Halaman:Amerta - Berkala Arkeologi 3.pdf/22

Halaman ini tervalidasi
Sisa-sisa dari ”Astamo”, Muara Jambi

untuk menyaksikan keadaan di Senamat sendiri (kl. 24 km. dari Muara Bungo).

Pk. 6 kami tiba di Senamat. Ternyata di sini dan juga di seberang ada beberapa kendaraan yang katanya sejak pagi hari menunggu kesempatan untuk melayang, di antaranya otobis dan truk. Memang air agak besar, namun kami ingin terus juga. Tinggal kesanggupan mandor Pelayangan, dapat ataukah tidak menyeberangkan kami. Pembicaraan dengan mandor berlangsung lama sekali. Keberatan-keberatan daripadanya, mengingat bahwa tanggung jawab terletak di atas bahunya, hampir menghabiskan harapan kami. Tak urung kami akan harus tidur di tepi kali juga, karena di Senamat tak ada tempat penginapan! Ketegasan-ketegasan dari fihak kami bahwa mobil Landrover dapat meloncat dan dapat masuk air, usaha kami untuk membangkitkan perasaan kurang pada tempatnya untuk membiarkan seorang "doktor Wanita" dan mahasiswa wanita yang jauh dari Jakarta diutus oleh Pemerintah, dan bantuan dari berbagai orang yang menyatakan untuk mencoba juga akhirnya melunturkan hati sang mandor...."Perahu Kabel" dikirim ke seberang untuk keperluan kami. Dengan hati berdebar-debar kami melihat ketangkasan supir R. Usman dan kemampuan Landrover untuk memasuki air dan kemudian naik di perahu dengan papan-papan yang kl. 60° tegaknya. Setelah Landrover dan Usman sekali memperlihatkan "stunt" yang mengagumkan untuk turun dari perahu, dengan disaksikan oleh berpuluh-puluh orang, maka sampailah kami di seberang dengan selamat.

Suatu Tempat ”pelayangan”

Dengan badan lemas karena besamnya "spanning" yang telah kami alami, pk. 7 kami meluncur ke arah Bangko, menerobos rimba raya yang gelap gulita.

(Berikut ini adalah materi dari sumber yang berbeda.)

//! The per-location fulfillment workflow.
//!
//! For every distinct pickup location referenced by the fulfillment's items:
//! check serviceability, make sure the location is registered, submit the
//! order, assign an AWB, optionally book next-day pickup, and stamp a
//! one-time code and the completion time onto the shipment entry. Locations
//! run concurrently and fail independently.

use chrono::{Days, Local, Utc};
use futures::future::join_all;
use serde_json::{json, Map, Value};
use shiprocket_client::wire::{self, PickupLocationRequest};
use shiprocket_core::fulfillment::{Fulfillment, ShipmentKey, ShipmentUpdate};
use shiprocket_core::order::{FulfillmentItem, Order, ShippingMethod, StockLocation};
use shiprocket_core::order_request::{CreateOrderRequest, OrderItem, ShipAddress};
use shiprocket_core::otp::generate_otp;
use shiprocket_core::package::{aggregate_package, aggregate_price};
use shiprocket_core::result::json_id;
use shiprocket_core::shipping_option::{PaymentMethod, ShippingOptionKind, PROVIDER_ID};
use shiprocket_core::ProviderResult;
use shiprocket_events::ShipmentCreated;

use crate::error::{into_envelope, ProviderError};
use crate::provider::ShiprocketProvider;

/// Format of pickup dates sent to the aggregator.
const PICKUP_DATE_FORMAT: &str = "%Y-%m-%d";

impl ShiprocketProvider {
    /// Run the workflow for every pickup location in `items`.
    ///
    /// Returns one result per distinct location, in first-seen order. A
    /// location whose items carry no location of their own uses the
    /// fulfillment's. Every failure, persistence included, stays inside
    /// its location's result.
    pub async fn create_fulfillment_orders(
        &self,
        method: &ShippingMethod,
        items: &[FulfillmentItem],
        order: &Order,
        fulfillment: &Fulfillment,
    ) -> Vec<ProviderResult> {
        let billing = ShipAddress::from_address(&order.billing_address, &order.email);
        let groups = group_by_location(items, fulfillment.location_id.as_deref());

        tracing::info!(
            fulfillment_id = %fulfillment.id,
            order_id = %order.id,
            locations = groups.len(),
            "Starting Shiprocket fulfillment",
        );

        let runs = groups.into_iter().map(|(location_id, items)| {
            let billing = &billing;
            async move {
                let Some(location_id) = location_id else {
                    return ProviderResult::failure("Fulfillment item has no stock location");
                };
                let outcome = self
                    .create_order_at_location(method, &items, order, fulfillment, billing, &location_id)
                    .await;
                if let Err(e) = &outcome {
                    tracing::warn!(
                        fulfillment_id = %fulfillment.id,
                        location = %location_id,
                        error = %e,
                        "Location workflow failed",
                    );
                }
                settle(&fulfillment.id, outcome)
            }
        });

        let results = join_all(runs).await;

        tracing::info!(
            fulfillment_id = %fulfillment.id,
            succeeded = results.iter().filter(|r| r.status).count(),
            failed = results.iter().filter(|r| !r.status).count(),
            "Shiprocket fulfillment finished",
        );
        results
    }

    /// Assign AWBs (plus pickup, code and timestamp) to every shipment entry
    /// in `entries` that has none yet. One result per processed entry.
    pub async fn generate_all_awb(
        &self,
        fulfillment_id: &str,
        entries: &[ProviderResult],
    ) -> Vec<ProviderResult> {
        let pending: Vec<String> = entries
            .iter()
            .filter(|entry| entry.data.get("awb").map_or(true, Value::is_null))
            .filter_map(|entry| entry.data.get("shipment_id").and_then(json_id))
            .collect();

        let runs = pending.iter().map(|shipment_id| async move {
            let outcome = self
                .complete_shipment(fulfillment_id, shipment_id)
                .await
                .map(|fields| ProviderResult::success(Value::Object(fields), "AWB assigned successfully!"));
            settle(fulfillment_id, outcome)
        });

        join_all(runs).await
    }

    /// React to the host marking a fulfillment as shipped: assign AWBs to
    /// its shipments if the order ships with this provider.
    pub async fn create_shipment_from_fulfillment(
        &self,
        event: &ShipmentCreated,
    ) -> Result<Vec<ProviderResult>, ProviderError> {
        let order = self.orders.retrieve(&event.id).await?;
        if !order.has_shipping_method_from(PROVIDER_ID) {
            tracing::debug!(order_id = %event.id, "Order does not ship with Shiprocket");
            return Ok(Vec::new());
        }

        let fulfillment = self.store.fetch(&event.fulfillment_id).await?;
        Ok(self.generate_all_awb(&fulfillment.id, &fulfillment.data).await)
    }

    // ---- private helpers ----

    async fn create_order_at_location(
        &self,
        method: &ShippingMethod,
        items: &[FulfillmentItem],
        order: &Order,
        fulfillment: &Fulfillment,
        billing: &ShipAddress,
        location_id: &str,
    ) -> Result<ProviderResult, ProviderError> {
        let location = self.stock_locations.retrieve(location_id).await?;

        let kind = ShippingOptionKind::from_id(&method.shipping_option_id);
        let serviceability = self
            .items_serviceability(order, kind, &location, items.iter().map(|fi| &fi.item), false)
            .await;
        if let Some(rejected) = serviceability.iter().find(|r| !r.status) {
            return Err(ProviderError::Workflow(format!(
                "Location {location_id} is not serviceable: {}",
                rejected.message
            )));
        }

        self.ensure_pickup_location(location_id, &location).await?;

        let currency = &order.cart_currency;
        let request = CreateOrderRequest {
            order_id: order.id.clone(),
            order_date: order.created_at.to_rfc3339(),
            pickup_location: location_id.to_string(),
            channel_id: self.config.channel_id.clone(),
            comment: format!("Shipping {} from {location_id}", order.id),
            billing_address: billing.clone(),
            shipping_is_billing: order.shipping_address.is_none(),
            shipping_address: order
                .shipping_address
                .as_ref()
                .map(|a| ShipAddress::from_address(a, &billing.email)),
            order_items: OrderItem::from_fulfillment_items(items, currency)?,
            payment_method: PaymentMethod::for_option_id(&method.shipping_option_id),
            price: aggregate_price(items, currency, order.shipping_total)?,
            package: aggregate_package(items),
        };

        let created = self.submit_order(&request).await;
        if !created.status {
            return Ok(created);
        }
        self.record_created_order(&fulfillment.id, &created).await?;

        let shipment_id = wire::created_shipment_id(&created.data)
            .ok_or_else(|| ProviderError::Workflow("Order created without a shipment id".into()))?;
        let fields = self.complete_shipment(&fulfillment.id, &shipment_id).await?;

        let mut data = match created.data {
            Value::Object(map) => map,
            _ => Map::new(),
        };
        data.extend(fields);
        Ok(ProviderResult::success(Value::Object(data), created.message))
    }

    /// Look the location up among the registered pickup addresses and
    /// register it when missing.
    async fn ensure_pickup_location(
        &self,
        location_id: &str,
        location: &StockLocation,
    ) -> Result<(), ProviderError> {
        let registered = self.api.get_json(shiprocket_client::endpoints::PICKUP_ADDRESSES).await?;
        if wire::pickup_location_names(&registered)
            .iter()
            .any(|name| name == location_id)
        {
            return Ok(());
        }

        tracing::info!(location = %location_id, "Registering pickup location");
        let created = self
            .create_pickup_location(&PickupLocationRequest::from_stock_location(location_id, location))
            .await;
        if created.status {
            Ok(())
        } else {
            tracing::error!(
                location = %location_id,
                error = %created.message,
                "Unable to create pickup location",
            );
            Err(ProviderError::Workflow("No pickup location".into()))
        }
    }

    /// AWB, optional next-day pickup, one-time code and timestamp for one
    /// shipment. Returns the fields merged into the shipment entry.
    async fn complete_shipment(
        &self,
        fulfillment_id: &str,
        shipment_id: &str,
    ) -> Result<Map<String, Value>, ProviderError> {
        let awb = self.generate_awb(fulfillment_id, shipment_id, None, None).await?;
        if !awb.status {
            return Err(ProviderError::Workflow(format!(
                "AWB assignment failed for shipment {shipment_id}: {}",
                awb.message
            )));
        }

        let mut fields = Map::new();
        fields.insert(
            "awb".into(),
            awb.data.get("awb_code").cloned().unwrap_or(Value::Null),
        );

        let otp = generate_otp();
        if self.config.enable_next_day_pickup {
            let pickup = self
                .create_pickup_request(fulfillment_id, shipment_id, vec![next_pickup_date()], false)
                .await?;
            fields.insert("pickupResponse".into(), Value::Object(pickup.to_object()));
            fields.insert("otp_used".into(), json!(otp));
        } else {
            fields.insert("otp_used".into(), json!(""));
        }
        fields.insert("otp".into(), json!(otp));
        fields.insert("requestedAt".into(), json!(Utc::now().to_rfc3339()));

        self.update_fulfillment(
            fulfillment_id,
            vec![ShipmentUpdate::fields(
                ShipmentKey::Shipment(shipment_id.to_string()),
                fields.clone(),
            )],
        )
        .await?;

        tracing::info!(fulfillment_id, shipment_id, "Shipment ready for pickup");
        Ok(fields)
    }
}

/// Fold a per-location outcome into its result. Persistence failures are
/// logged at error level since the remote side may already hold an order.
fn settle(fulfillment_id: &str, outcome: Result<ProviderResult, ProviderError>) -> ProviderResult {
    match into_envelope(outcome) {
        Ok(result) => result,
        Err(e) => {
            tracing::error!(fulfillment_id, error = %e, "Failed to record shipment progress");
            ProviderResult::failure(e.to_string())
        }
    }
}

/// Group items by pickup location, keeping first-seen order.
fn group_by_location(
    items: &[FulfillmentItem],
    fallback: Option<&str>,
) -> Vec<(Option<String>, Vec<FulfillmentItem>)> {
    let mut groups: Vec<(Option<String>, Vec<FulfillmentItem>)> = Vec::new();
    for item in items {
        let location = item.location_id.as_deref().or(fallback).map(str::to_string);
        match groups.iter_mut().find(|(l, _)| *l == location) {
            Some((_, group)) => group.push(item.clone()),
            None => groups.push((location, vec![item.clone()])),
        }
    }
    groups
}

/// Tomorrow on the local calendar.
fn next_pickup_date() -> String {
    let today = Local::now().date_naive();
    today
        .checked_add_days(Days::new(1))
        .unwrap_or(today)
        .format(PICKUP_DATE_FORMAT)
        .to_string()
}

Pk. 8 kami untuk ke-5 kalinya menyeberang di Rantaupanjang. Dengan tiada sedikit kesusahan kali Tabir kami lintasi.

Pk. 9 kami tiba di Bangko, tempat bertemunya sungai Mesumai dan Merangin, setelah menempuh jarak 430 km. Kami langsung menemui Patih, A. Laman (Bupati sedang pergi ke Bukit Tinggi). Penerimaan beliau sangat memuaskan, dan dari beliau kami mendapat kabar bahwa di rumah mentua beliau di Mandiangin tersimpan 9 keping logam bersuiat, di antaranya satu telah hilang. Pun ada satu tombak cabang tiga (tricula) dan sebuah kitab kuno. Terutama logam-logam bersurat itu memberi putusan pada kami untuk pergi ke Mandiangin di samping tugas kami ke Karang Brahi. Tentang batu Karang Brahi kami mendapat kabar, bahwa batu itu dalam th. 1940 diangkut ke Bangko dan dipasang di halaman rumah Controleur (sesuai dengan keterangan dalam Oudheidkundig Verslag 1940, hal. 32), tetapi sesudah Jepang menyerah beramai-ramai diangkut kembali oleh rakyat Karang Brahi dengan rakit, dan kini keadaannya terpelihara baik-baik. Diberitahukan pula oleh beliau, bahwa tempat menginap sudah disediakan di pesanggrahan. Dan tak lama kemudian kami minta diri.

Di pesanggrahan tak dapatlah kami terus merebahkan diri, meskipun sangat letih. Kami harus makan dahulu! Kira-kira pk. 10 kami mencari "bekal tidur" di sebuah warung.